MANCHESTER, U.K.—You may have heard about drugs disappearing into people's noses. But at a meeting here this week and in a new paper, scientists presented the opposite: A new antibiotic that has, quite literally, emerged from the human nose. The compound is produced by one species of nose-dwelling bacterium to kill another microbe, which kills thousands of people every year.
The study is “yet another demonstration that we should look to nature for solutions to the problems nature throws at us,” says Andrew Read, an evolutionary biologist at Pennsylvania State University, University Park, who was not involved with the work.
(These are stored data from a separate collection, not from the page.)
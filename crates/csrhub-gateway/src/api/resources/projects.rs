use std::collections::BTreeSet;

use chrono::NaiveDate;
use rust_decimal::Decimal;
use serde::{Deserialize, Serialize};

use csrhub_core::error::{CsrError, Result};
use csrhub_core::model::{CsrProject, Id, ProjectStatus, Report, ReportStatus, UserId};

use super::{require_ref, require_span, require_text, resolve_owner};
use crate::api::resource::{Resource, WriteCtx};
use crate::store::{Store, Table};
use crate::views::{ProjectView, ReportView};

/// Exclusive upper bound of a budget: ten digits, two of them decimals.
const MAX_BUDGET_UNITS: u32 = 100_000_000;

#[derive(Debug, Serialize, Deserialize)]
#[serde(deny_unknown_fields)]
pub struct ProjectWrite {
    pub title: String,
    #[serde(default)]
    pub description: String,
    pub status: ProjectStatus,
    #[serde(default)]
    pub progress: f64,
    #[serde(default)]
    pub location: String,
    #[serde(default)]
    pub category: String,
    pub budget: Decimal,
    pub start_date: NaiveDate,
    pub end_date: NaiveDate,
    #[serde(default)]
    pub project_type: String,
    #[serde(default)]
    pub mou_id: Option<Id>,
    #[serde(default)]
    pub recipient_id: Option<UserId>,
    #[serde(default)]
    pub region_id: Option<Id>,
}

impl ProjectWrite {
    /// Validate the payload and return the budget rounded to cents.
    fn validate(&self, store: &Store) -> Result<Decimal> {
        require_text("title", &self.title)?;
        require_span(self.start_date, self.end_date)?;
        if !(0.0..=100.0).contains(&self.progress) {
            return Err(CsrError::BadRequest("progress must be between 0 and 100".into()));
        }
        let budget = self.budget.round_dp(2);
        if budget < Decimal::ZERO || budget >= Decimal::from(MAX_BUDGET_UNITS) {
            return Err(CsrError::BadRequest(
                "budget must be non-negative and below 100000000".into(),
            ));
        }
        if let Some(id) = self.mou_id {
            require_ref(&store.mous, id)?;
        }
        if let Some(id) = self.recipient_id {
            require_ref(&store.users, id)?;
        }
        if let Some(id) = self.region_id {
            require_ref(&store.regions, id)?;
        }
        Ok(budget)
    }
}

impl Resource for CsrProject {
    type Write = ProjectWrite;
    type View = ProjectView;

    fn table(store: &Store) -> &Table<Self> {
        &store.projects
    }

    fn create(id: Id, input: ProjectWrite, ctx: &WriteCtx<'_>) -> Result<Self> {
        let budget = input.validate(ctx.store)?;
        Ok(CsrProject {
            id,
            title: input.title,
            description: input.description,
            status: input.status,
            progress: input.progress,
            location: input.location,
            category: input.category,
            budget,
            start_date: input.start_date,
            end_date: input.end_date,
            created_at: ctx.now,
            assigned_users: BTreeSet::new(),
            project_type: input.project_type,
            mou: input.mou_id,
            recipient: input.recipient_id,
            region: input.region_id,
        })
    }

    // Assignments are only changed through `assign_user`.
    fn apply(&mut self, input: ProjectWrite, ctx: &WriteCtx<'_>) -> Result<()> {
        let budget = input.validate(ctx.store)?;
        self.title = input.title;
        self.description = input.description;
        self.status = input.status;
        self.progress = input.progress;
        self.location = input.location;
        self.category = input.category;
        self.budget = budget;
        self.start_date = input.start_date;
        self.end_date = input.end_date;
        self.project_type = input.project_type;
        self.mou = input.mou_id;
        self.recipient = input.recipient_id;
        self.region = input.region_id;
        Ok(())
    }

    fn to_write(&self) -> ProjectWrite {
        ProjectWrite {
            title: self.title.clone(),
            description: self.description.clone(),
            status: self.status,
            progress: self.progress,
            location: self.location.clone(),
            category: self.category.clone(),
            budget: self.budget,
            start_date: self.start_date,
            end_date: self.end_date,
            project_type: self.project_type.clone(),
            mou_id: self.mou,
            recipient_id: self.recipient,
            region_id: self.region,
        }
    }

    fn view(&self, store: &Store) -> ProjectView {
        ProjectView::build(self, store)
    }

    fn remove(store: &Store, id: Id) -> Option<Self> {
        store.delete_project(id)
    }
}

#[derive(Debug, Serialize, Deserialize)]
#[serde(deny_unknown_fields)]
pub struct ReportWrite {
    pub project_id: Id,
    /// Defaults to the caller.
    #[serde(default)]
    pub recipient_id: Option<UserId>,
    pub summary: String,
    #[serde(default)]
    pub document_url: String,
    pub status: ReportStatus,
    #[serde(default)]
    pub feedback: Option<String>,
}

impl Resource for Report {
    type Write = ReportWrite;
    type View = ReportView;

    fn table(store: &Store) -> &Table<Self> {
        &store.reports
    }

    fn create(id: Id, input: ReportWrite, ctx: &WriteCtx<'_>) -> Result<Self> {
        require_text("summary", &input.summary)?;
        let project = require_ref(&ctx.store.projects, input.project_id)?;
        let recipient = resolve_owner(ctx, input.recipient_id)?;
        Ok(Report {
            id,
            project,
            recipient,
            summary: input.summary,
            document_url: input.document_url,
            status: input.status,
            submitted_at: ctx.now,
            feedback: input.feedback,
        })
    }

    fn apply(&mut self, input: ReportWrite, ctx: &WriteCtx<'_>) -> Result<()> {
        require_text("summary", &input.summary)?;
        self.project = require_ref(&ctx.store.projects, input.project_id)?;
        self.recipient = resolve_owner(ctx, input.recipient_id.or(Some(self.recipient)))?;
        self.summary = input.summary;
        self.document_url = input.document_url;
        self.status = input.status;
        self.feedback = input.feedback;
        Ok(())
    }

    fn to_write(&self) -> ReportWrite {
        ReportWrite {
            project_id: self.project,
            recipient_id: Some(self.recipient),
            summary: self.summary.clone(),
            document_url: self.document_url.clone(),
            status: self.status,
            feedback: self.feedback.clone(),
        }
    }

    fn view(&self, store: &Store) -> ReportView {
        ReportView::build(self, store)
    }
}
Any new antibiotic is welcome because the world is running out of these life-saving drugs. But the researchers behind the new finding believe that studying the microbial warfare going on inside our bodies may lead to not just one, but a whole slew of novel drugs. “We’ve found a new concept of finding antibiotics,” Andreas Peschel, a bacteriologist at the University of Tübingen in Germany, said on Tuesday at the EuroScience Open Forum, a biennial science and policy meeting. “We have preliminiary evidence at least in the nose that there is a rich source of many others, and I’m sure that we will find new drugs there.”
Peschel and bacteriologist Bernhard Krismer, also at the University of Tübingen, started out investigating why roughly every third person carries a bacterium called Staphylococcus aureus in their nose. Most of the time, S. aureus is harmless, but occasionally, it causes severe, even life-threatening, disease—for instance when it gets into an open wound and causes sepsis. S. aureus is a notorious hospital dweller, and its drug-resistant form, known as MRSA (for methicillin-resistant Staphylococcus aureus) is a major public health problem, killing more than 10,000 people a year in the United States alone.
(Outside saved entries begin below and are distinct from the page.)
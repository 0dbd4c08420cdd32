//! HTTP boundary: resource routes and custom actions under `/api`.

pub mod actions;
pub mod error;
pub mod extract;
pub mod resource;
pub mod resources;

pub use error::{ApiError, ApiResult};
pub use extract::{ApiJson, ApiPath};
pub use resource::{Resource, WriteCtx};

use axum::{routing::post, Router};

use csrhub_core::model::{
    CsrProject, Mou, Notification, Region, Report, Request, Survey, SurveyQuestion,
    SurveyResponse, User,
};

use crate::app_state::AppState;

pub fn api_router() -> Router<AppState> {
    Router::new()
        .nest("/users", resource::routes::<User>())
        .nest("/regions", resource::routes::<Region>())
        .nest("/mous", resource::routes::<Mou>())
        .nest(
            "/projects",
            resource::routes::<CsrProject>().route("/:id/assign_user", post(actions::assign_user)),
        )
        .nest("/reports", resource::routes::<Report>())
        .nest("/surveys", resource::routes::<Survey>())
        .nest("/survey-questions", resource::routes::<SurveyQuestion>())
        .nest("/survey-responses", resource::routes::<SurveyResponse>())
        .nest(
            "/notifications",
            resource::routes::<Notification>()
                .route("/:id/mark_as_read", post(actions::mark_as_read)),
        )
        .nest("/requests", resource::routes::<Request>())
}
But why do some people carry S. aureus in their nose, whereas others don't? Analyzing human nasal secretions—also known as snot—Peschel and Krismer found that the nose is not a very hospitable niche for microbes. “If I were a bacterium I would not go into the nose,” Peschel says. “There is nothing there, simply a salty liquid and a tiny amount of nutrients.”
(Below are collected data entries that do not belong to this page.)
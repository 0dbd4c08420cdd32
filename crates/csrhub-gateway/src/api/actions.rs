//! Custom actions beyond plain CRUD.

use axum::{extract::State, Json};
use serde::Deserialize;
use serde_json::{json, Value};

use csrhub_core::error::{CsrError, Result};
use csrhub_core::model::{CsrProject, Id, Operation, UserId};

use super::error::ApiResult;
use super::extract::{ApiJson, ApiPath};
use super::resource::target;
use crate::app_state::AppState;
use crate::identity::Authenticated;

#[derive(Debug, Deserialize)]
#[serde(deny_unknown_fields)]
pub struct AssignUserReq {
    pub user_id: UserId,
}

/// `POST /api/projects/:id/assign_user`. Assigning twice is a no-op.
pub async fn assign_user(
    State(app): State<AppState>,
    Authenticated(caller): Authenticated,
    ApiPath(id): ApiPath<Id>,
    ApiJson(req): ApiJson<AssignUserReq>,
) -> ApiResult<Json<Value>> {
    let store = app.store();
    let project = target::<CsrProject>(store, id)?;
    app.authorize(&caller, Some(&project), Operation::AssignUser)?;

    if !store.users.exists(req.user_id) {
        return Err(CsrError::NotFound("User not found".into()).into());
    }

    let added = store
        .projects
        .update(id, |p| p.assign(req.user_id))
        .ok_or_else(|| CsrError::NotFound(format!("project {id}")))?;

    // The account cascade may have run between the check and the insert.
    if !store.users.exists(req.user_id) {
        store.projects.update(id, |p| p.assigned_users.remove(&req.user_id));
        return Err(CsrError::NotFound("User not found".into()).into());
    }

    tracing::info!(caller = caller.id, project = id, user = req.user_id, added, "user assigned");
    Ok(Json(json!({ "status": "user assigned" })))
}

/// `POST /api/notifications/:id/mark_as_read`. Idempotent.
pub async fn mark_as_read(
    State(app): State<AppState>,
    Authenticated(caller): Authenticated,
    ApiPath(id): ApiPath<Id>,
) -> ApiResult<Json<Value>> {
    let changed = app
        .store()
        .notifications
        .update(id, |n| -> Result<bool> {
            app.authorize(&caller, Some(&*n), Operation::MarkRead)?;
            Ok(n.mark_read())
        })
        .ok_or_else(|| CsrError::NotFound(format!("notification {id}")))??;

    tracing::debug!(caller = caller.id, notification = id, changed, "notification marked read");
    Ok(Json(json!({ "status": "notification marked as read" })))
}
Those harsh conditions might lead to fierce competition for resources, the researchers reasoned. So they tested what effect a collection of other Staphylococcus species had on S. aureus. One bacterium, S. lugdunensis, turned out to be very good at preventing S. aureus from growing. The researchers found that the bacterium produced an antibiotic compound and succeeded in synthesizing it in the laboratory. The chemical, which they named lugdunin, inhibited S. aureus from growing in the petri dish, and when applied to the skin of mice infected with S. aureus, it reduced or even eradicated the infection, the team reports today in Nature. It was also effective against antibiotic-resistant strains like MRSA.
Just how lugdunin works is unclear. The researchers say that S. aureus did not evolve resistance to it, however, even when exposed to low levels over a period of 30 days.
The scientists then analyzed the microbial populations in the noses of 187 hospitalized patients. Sixty of them carried S. aureus and 17 S. lugdunensis; only one patient carried both. That suggests S. lugdunensis is a powerful enemy of S. aureus, the authors say.
“This is extremely exciting as it provides evidence that a microbial war is ongoing in our body,” says Jack Gilbert, a microbial ecologist at the University of Chicago in Illinois. On a practical level, he says, the research shows “that certain organisms can be leveraged to create novel drugs that could add to our arsenal of weapons against drug-resistant [microbes].”
But using such new weapons may have unintended consequences, warns Peer Bork, a computational biologist at the European Molecular Biology Laboratory in Heidelberg, Germany. “Yes, it’s a cool finding,” he says. But the microbiome is a delicate balance that has evolved over millions of years, he cautions. “It’s more complex than goodies and baddies. Tinkering around might destroy long-evolved community relations.”
Peschel does not see any big risks, however. “S. aureus is really the most important pathogen that colonizes human noses,” he says, so if lugdunin could get rid of it, it would be hard to imagine a negative outcome. Theoretically, instead of using the antibiotic, you could also allow S. lugdunensis to colonize patients at risk from S. aureus, he says—a probiotics treatment for the nose. The problem is that S. lugdunensis is itself associated with a range of infections—including of the heart, joints, skin, and eyes—so that strategy could be dangerous. “There may be other bacteria where that is an option,” Peschel says.
Read is skeptical of claims that lugdunin may not trigger resistance, because every antibiotic developed so far has run into resistance problems. “Antibiotic use that does not drive resistance is the holy grail,” he says. “Fantastic if lugdunin turns out to be one such case. But history tells us not to hold our breath.”